[Exercise aim]
Find the lines of data that contain the string "join", then list them.

======== Dataset records

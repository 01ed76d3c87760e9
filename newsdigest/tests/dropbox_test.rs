use common::DropboxConfig;
use mockito::Matcher;
use newsdigest::publisher::dropbox::{upload_all, upload_file, DropboxClient, DropboxEndpoints, UploadMode};

fn config() -> DropboxConfig {
    DropboxConfig {
        app_key: "app-key".into(),
        app_secret: "app-secret".into(),
        refresh_token: "refresh-me".into(),
    }
}

fn endpoints(server: &mockito::ServerGuard) -> DropboxEndpoints {
    DropboxEndpoints {
        oauth: server.url(),
        api: format!("{}/2", server.url()),
        content: format!("{}/2", server.url()),
    }
}

async fn mock_auth(server: &mut mockito::ServerGuard) -> (mockito::Mock, mockito::Mock) {
    let token = server
        .mock("POST", "/oauth2/token")
        .match_body(Matcher::AllOf(vec![
            Matcher::UrlEncoded("grant_type".into(), "refresh_token".into()),
            Matcher::UrlEncoded("refresh_token".into(), "refresh-me".into()),
            Matcher::UrlEncoded("client_id".into(), "app-key".into()),
            Matcher::UrlEncoded("client_secret".into(), "app-secret".into()),
        ]))
        .with_status(200)
        .with_header("content-type", "application/json")
        .with_body(r#"{"access_token": "access-1", "token_type": "bearer", "expires_in": 14400}"#)
        .create_async()
        .await;

    let account = server
        .mock("POST", "/2/users/get_current_account")
        .match_header("authorization", "Bearer access-1")
        .with_status(200)
        .with_header("content-type", "application/json")
        .with_body(r#"{"account_id": "dbid:test", "email": "me@example.com"}"#)
        .create_async()
        .await;

    (token, account)
}

#[tokio::test]
async fn connect_refreshes_token_and_checks_account() {
    let mut server = mockito::Server::new_async().await;
    let (token, account) = mock_auth(&mut server).await;

    let connected = DropboxClient::connect_with(&config(), endpoints(&server)).await;

    assert!(connected.is_ok());
    token.assert_async().await;
    account.assert_async().await;
}

#[tokio::test]
async fn rejected_account_check_fails_connect() {
    let mut server = mockito::Server::new_async().await;
    let _token = server
        .mock("POST", "/oauth2/token")
        .with_status(200)
        .with_header("content-type", "application/json")
        .with_body(r#"{"access_token": "access-1"}"#)
        .create_async()
        .await;
    let _account = server
        .mock("POST", "/2/users/get_current_account")
        .with_status(401)
        .with_body(r#"{"error_summary": "invalid_access_token/"}"#)
        .create_async()
        .await;

    let result = DropboxClient::connect_with(&config(), endpoints(&server)).await;
    let err = match result {
        Ok(_) => panic!("connect should fail"),
        Err(e) => e.to_string(),
    };
    assert!(err.contains("401"));
}

#[tokio::test]
async fn small_file_is_uploaded_in_one_call() {
    let mut server = mockito::Server::new_async().await;
    let _auth = mock_auth(&mut server).await;

    let upload = server
        .mock("POST", "/2/files/upload")
        .match_header("authorization", "Bearer access-1")
        .match_header("content-type", "application/octet-stream")
        // non-ASCII is escaped so the header stays plain ASCII
        .match_header(
            "dropbox-api-arg",
            Matcher::AllOf(vec![
                Matcher::Regex(r#""path":"/AI News \\u62a5\\u544a\.md""#.into()),
                Matcher::Regex(r#""mode":"overwrite""#.into()),
            ]),
        )
        .match_body("# digest")
        .with_status(200)
        .with_body(r#"{"name": "AI News.md"}"#)
        .create_async()
        .await;

    let dir = tempfile::tempdir().unwrap();
    let file = dir.path().join("AI News 报告.md");
    std::fs::write(&file, "# digest").unwrap();

    let client = DropboxClient::connect_with(&config(), endpoints(&server)).await.unwrap();
    let report = upload_all(&client, &[file.clone()], 1024, 1024).await;

    assert_eq!(report.uploaded, vec![file]);
    assert!(report.failed.is_empty());
    upload.assert_async().await;
}

#[tokio::test]
async fn large_file_goes_through_upload_session() {
    let mut server = mockito::Server::new_async().await;
    let _auth = mock_auth(&mut server).await;

    let start = server
        .mock("POST", "/2/files/upload_session/start")
        .match_body("aaaa")
        .with_status(200)
        .with_header("content-type", "application/json")
        .with_body(r#"{"session_id": "sess-9"}"#)
        .create_async()
        .await;
    let append = server
        .mock("POST", "/2/files/upload_session/append_v2")
        .match_header(
            "dropbox-api-arg",
            Matcher::AllOf(vec![
                Matcher::Regex(r#""offset":4"#.into()),
                Matcher::Regex(r#""session_id":"sess-9""#.into()),
            ]),
        )
        .match_body("bbbb")
        .with_status(200)
        .with_body("null")
        .create_async()
        .await;
    let finish = server
        .mock("POST", "/2/files/upload_session/finish")
        .match_header(
            "dropbox-api-arg",
            Matcher::AllOf(vec![
                Matcher::Regex(r#""offset":8"#.into()),
                Matcher::Regex(r#""path":"/big.pdf""#.into()),
                Matcher::Regex(r#""mode":"overwrite""#.into()),
            ]),
        )
        .match_body("cc")
        .with_status(200)
        .with_body(r#"{"name": "big.pdf"}"#)
        .create_async()
        .await;

    let dir = tempfile::tempdir().unwrap();
    let file = dir.path().join("big.pdf");
    std::fs::write(&file, "aaaabbbbcc").unwrap();

    let client = DropboxClient::connect_with(&config(), endpoints(&server)).await.unwrap();
    let mode = upload_file(&client, &file, "/big.pdf", 4, 4).await.unwrap();

    assert_eq!(mode, UploadMode::Chunked);
    start.assert_async().await;
    append.assert_async().await;
    finish.assert_async().await;
}

#[tokio::test]
async fn failed_upload_does_not_stop_other_files() {
    let mut server = mockito::Server::new_async().await;
    let _auth = mock_auth(&mut server).await;

    let _rejected = server
        .mock("POST", "/2/files/upload")
        .match_header("dropbox-api-arg", Matcher::Regex("/first.md".into()))
        .with_status(409)
        .with_body(r#"{"error_summary": "path/insufficient_space/"}"#)
        .create_async()
        .await;
    let accepted = server
        .mock("POST", "/2/files/upload")
        .match_header("dropbox-api-arg", Matcher::Regex("/second.md".into()))
        .with_status(200)
        .with_body("{}")
        .create_async()
        .await;

    let dir = tempfile::tempdir().unwrap();
    let first = dir.path().join("first.md");
    let second = dir.path().join("second.md");
    std::fs::write(&first, "1").unwrap();
    std::fs::write(&second, "2").unwrap();

    let client = DropboxClient::connect_with(&config(), endpoints(&server)).await.unwrap();
    let report = upload_all(&client, &[first.clone(), second.clone()], 1024, 1024).await;

    assert_eq!(report.failed, vec![first]);
    assert_eq!(report.uploaded, vec![second]);
    accepted.assert_async().await;
}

================

[Output]
    let file = dir.path().join("AI News 报告.md");
    let file = dir.path().join("big.pdf");
    let first = dir.path().join("first.md");
    let second = dir.path().join("second.md");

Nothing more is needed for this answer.